Это было, пожалуй, одно из самых трудных дел, которым пришлось заниматься Конан Дойлю. Причем трудность его состояла не столько в доказательстве невиновности осужденного, сколько в том, чтобы заставить блюстителей закона пересмотреть дело. На все требования о пересмотре неизменно следовал ничем не мотивированный отказ. А между тем стоило лишь вникнуть в аргументы, выдвигаемые Конан Дойлем, чтобы тотчас же убедиться в том, что Верховный суд на своем заседании в Эдинбурге в мае 1909 года допустил непростительную ошибку, осудив невиновного.

Писателю это стало ясно сразу же, как только он познакомился с делом.

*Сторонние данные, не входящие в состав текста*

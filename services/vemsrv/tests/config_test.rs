//! Configuration loading tests

use std::io::Write;

use clap::Parser;
use vemsrv::bootstrap::{load_configuration, Args};
use vemsrv::config::LogLevel;
use vemsrv::runtime::MonitorSettings;

fn write_config(yaml: &str) -> tempfile::NamedTempFile {
    let mut file = tempfile::Builder::new()
        .suffix(".yaml")
        .tempfile()
        .expect("create temp config");
    file.write_all(yaml.as_bytes()).expect("write temp config");
    file
}

#[test]
fn test_file_and_cli_overrides() {
    let file = write_config(
        r#"
service:
  name: vem-basement
serial:
  port: /dev/ttyUSB0
  frame_timeout_secs: 30
mqtt:
  host: broker.lan
  username: vem
  password: secret
runtime:
  stats_interval_secs: 0
"#,
    );
    let path = file.path().to_string_lossy().to_string();
    let args = Args::parse_from([
        "vemsrv",
        "--config",
        path.as_str(),
        "--port",
        "/dev/ttyUSB3",
        "--log-level",
        "debug",
    ]);

    let config = load_configuration(&args).expect("load config");
    assert_eq!(config.service.name, "vem-basement");
    assert_eq!(config.serial.port, "/dev/ttyUSB3");
    assert_eq!(config.logging.level, LogLevel::Debug);
    assert_eq!(config.mqtt.username.as_deref(), Some("vem"));

    let settings = MonitorSettings::from(&config);
    assert_eq!(settings.frame_timeout.as_secs(), 30);
    assert_eq!(settings.stats_interval, None);
}

#[test]
fn test_dry_run_allows_missing_broker() {
    let file = write_config("mqtt:\n  host: \"\"\n");
    let path = file.path().to_string_lossy().to_string();

    let args = Args::parse_from(["vemsrv", "--config", path.as_str()]);
    assert!(load_configuration(&args).is_err());

    let args = Args::parse_from(["vemsrv", "--config", path.as_str(), "--dry-run"]);
    let config = load_configuration(&args).expect("dry run config");
    assert!(!config.mqtt.enabled);
}
//! eBUS Error Types
//!
//! Per-frame errors (framing, validation, decoding) are recoverable: the read
//! loop logs them and moves on to the next frame. Only [`TransportError`] is
//! fatal.

use std::fmt;
use thiserror::Error;

/// Result type for voltage-ebus operations
pub type Result<T> = std::result::Result<T, EbusError>;

/// Transport layer faults (device disconnected, read failures)
#[derive(Debug, Error, Clone, PartialEq, Eq)]
pub enum TransportError {
    /// Device could not be opened
    #[error("Connection failed: {0}")]
    ConnectionFailed(String),

    /// Read from the device failed
    #[error("Receive failed: {0}")]
    ReceiveFailed(String),

    /// Byte stream ended
    #[error("Connection closed: {0}")]
    Closed(String),
}

/// Line-level framing errors found while reversing the escape encoding
#[derive(Debug, Error, Clone, PartialEq, Eq)]
pub enum FramingError {
    /// Escape marker followed by a byte other than 0x00 / 0x01
    #[error("Invalid escape sequence: 0xA9 0x{byte:02X}")]
    InvalidEscape { byte: u8 },

    /// Escape marker as the last byte before SYN
    #[error("Dangling escape marker at end of frame")]
    DanglingEscape,

    /// Too many bytes without a SYN
    #[error("Frame overrun: {len} bytes without SYN")]
    Overrun { len: usize },
}

/// Which half of a transaction a check applies to
#[derive(Debug, Clone, Copy, PartialEq, Eq)]
pub enum FramePart {
    Master,
    Slave,
}

impl fmt::Display for FramePart {
    fn fmt(&self, f: &mut fmt::Formatter<'_>) -> fmt::Result {
        match self {
            FramePart::Master => write!(f, "master"),
            FramePart::Slave => write!(f, "slave"),
        }
    }
}

/// Coarse classification of validation failures
#[derive(Debug, Clone, Copy, PartialEq, Eq, Hash)]
pub enum ValidationKind {
    Length,
    Checksum,
    Ack,
}

/// Structural or integrity failure of a candidate frame
#[derive(Debug, Error, Clone, PartialEq, Eq)]
pub enum ValidationError {
    #[error("Frame too short: {len} bytes, need at least {min}")]
    TooShort { len: usize, min: usize },

    #[error("Illegal data length value: 0x{0:02X}")]
    IllegalDataLength(u8),

    #[error("Illegal size of broadcast frame: {len} bytes, expected {expected}")]
    BroadcastSize { len: usize, expected: usize },

    #[error("Slave response size mismatch: {len} bytes, expected {expected}")]
    SlaveSize { len: usize, expected: usize },

    #[error("{part} CRC error: calculated 0x{calculated:02X}, received 0x{received:02X}")]
    Checksum {
        part: FramePart,
        calculated: u8,
        received: u8,
    },

    #[error("Negative {part} ACK: 0x{ack:02X}")]
    NegativeAck { part: FramePart, ack: u8 },
}

impl ValidationError {
    /// Map onto the length / checksum / acknowledgment taxonomy
    pub fn kind(&self) -> ValidationKind {
        match self {
            ValidationError::TooShort { .. }
            | ValidationError::IllegalDataLength(_)
            | ValidationError::BroadcastSize { .. }
            | ValidationError::SlaveSize { .. } => ValidationKind::Length,
            ValidationError::Checksum { .. } => ValidationKind::Checksum,
            ValidationError::NegativeAck { .. } => ValidationKind::Ack,
        }
    }
}

/// Command interpretation failures for a frame that passed validation
#[derive(Debug, Error, Clone, PartialEq, Eq)]
pub enum DecodeError {
    #[error("Unknown command class: 0x{class:02X}")]
    UnknownClass { class: u8 },

    #[error("Unknown sub-command: 0x{class:02X} 0x{subcommand:02X} (selector {selector:?})")]
    UnknownSubcommand {
        class: u8,
        subcommand: u8,
        selector: Option<u8>,
    },

    #[error("{field} length mismatch for 0x{command:04X}: got {actual}, expected {expected}")]
    LengthMismatch {
        command: u16,
        field: &'static str,
        expected: usize,
        actual: usize,
    },

    #[error("No slave data in 0x{command:04X} message")]
    MissingSlaveData { command: u16 },

    #[error("Invalid timestamp: {0}")]
    InvalidTimestamp(String),
}

/// Any error raised while turning bus bytes into readings
#[derive(Debug, Error, Clone, PartialEq, Eq)]
pub enum EbusError {
    #[error("Transport error: {0}")]
    Transport(#[from] TransportError),

    #[error("Framing error: {0}")]
    Framing(#[from] FramingError),

    #[error("Validation error: {0}")]
    Validation(#[from] ValidationError),

    #[error("Decode error: {0}")]
    Decode(#[from] DecodeError),
}

impl EbusError {
    /// Only transport faults end the read loop
    pub fn is_fatal(&self) -> bool {
        matches!(self, EbusError::Transport(_))
    }

    /// Short category name used for logging and statistics
    pub fn category(&self) -> &'static str {
        match self {
            EbusError::Transport(_) => "transport",
            EbusError::Framing(_) => "framing",
            EbusError::Validation(e) => match e.kind() {
                ValidationKind::Length => "length",
                ValidationKind::Checksum => "checksum",
                ValidationKind::Ack => "ack",
            },
            EbusError::Decode(e) => match e {
                DecodeError::UnknownClass { .. } => "unknown_class",
                DecodeError::UnknownSubcommand { .. } => "unknown_subcommand",
                DecodeError::LengthMismatch { .. } | DecodeError::MissingSlaveData { .. } => {
                    "decode_length"
                },
                DecodeError::InvalidTimestamp(_) => "decode_value",
            },
        }
    }
}

#[cfg(test)]
mod tests {
    use super::*;

    #[test]
    fn test_only_transport_is_fatal() {
        let transport: EbusError = TransportError::Closed("eof".to_string()).into();
        assert!(transport.is_fatal());

        let framing: EbusError = FramingError::DanglingEscape.into();
        assert!(!framing.is_fatal());

        let decode: EbusError = DecodeError::UnknownClass { class: 0x07 }.into();
        assert!(!decode.is_fatal());
    }

    #[test]
    fn test_validation_categories() {
        let err: EbusError = ValidationError::IllegalDataLength(0x20).into();
        assert_eq!(err.category(), "length");

        let err: EbusError = ValidationError::Checksum {
            part: FramePart::Slave,
            calculated: 0x12,
            received: 0x34,
        }
        .into();
        assert_eq!(err.category(), "checksum");
        assert!(err.to_string().contains("slave CRC error"));

        let err: EbusError = ValidationError::NegativeAck {
            part: FramePart::Master,
            ack: 0xFF,
        }
        .into();
        assert_eq!(err.category(), "ack");
    }
}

Рассказ о нем доктор Уотсон начал бы приблизительно так: «Преступление, впоследствии названное делом о бриллиантовом полумесяце, было совершено в Глазго. Богатую вдову миссис Марион Гилкрайст нашли мертвой в своей квартире. Убийство было совершено вечером в то время, когда служанка выходила купить газету. Спустя 15 минут она вернулась, у дверей спальни хозяйки встретила незнакомца, который с улыбкой произнес: „Добрый вечер“ – и спокойно удалился…»

Полиция установила, что убийство совершено было с целью ограбления, хотя все драгоценности остались нетронутыми. Убийца захватил с собой одну только бриллиантовую брошь в форме полумесяца. На то, что была также вскрыта шкатулка с документами, не обратили должного внимания.

Сыщики бросились на поиски «улыбающегося убийцы». И вскоре был задержан некий Оскар Слэйтер. Служанка опознала в нем таинственного незнакомца. Одной из улик против него послужило то, что он заложил кому-то брошь и спешно уехал. То, что его брошь ничуть не походила на брошь убитой, а также и то, что он отдал ее в заклад накануне убийства, – отнюдь не смутило полицейского инспектора, ведущего расследование, умственные и профессиональные данные которого, видимо, были на том же уровне, что и у антагонистов Шерлока Холмса – бездушных полицейских инспекторов Лестрейда и Гречсона. Словом, стоило, как говорится, копнуть это дело поглубже, как здание, возведенное полицией, с треском рушилось. Тем не менее следствие было подтасовано, свидетели запуганы, и суд больше походил на комедию, закончившуюся трагически, – Слэйтера приговорили к смертной казни. Позже ее заменили пожизненным заключением.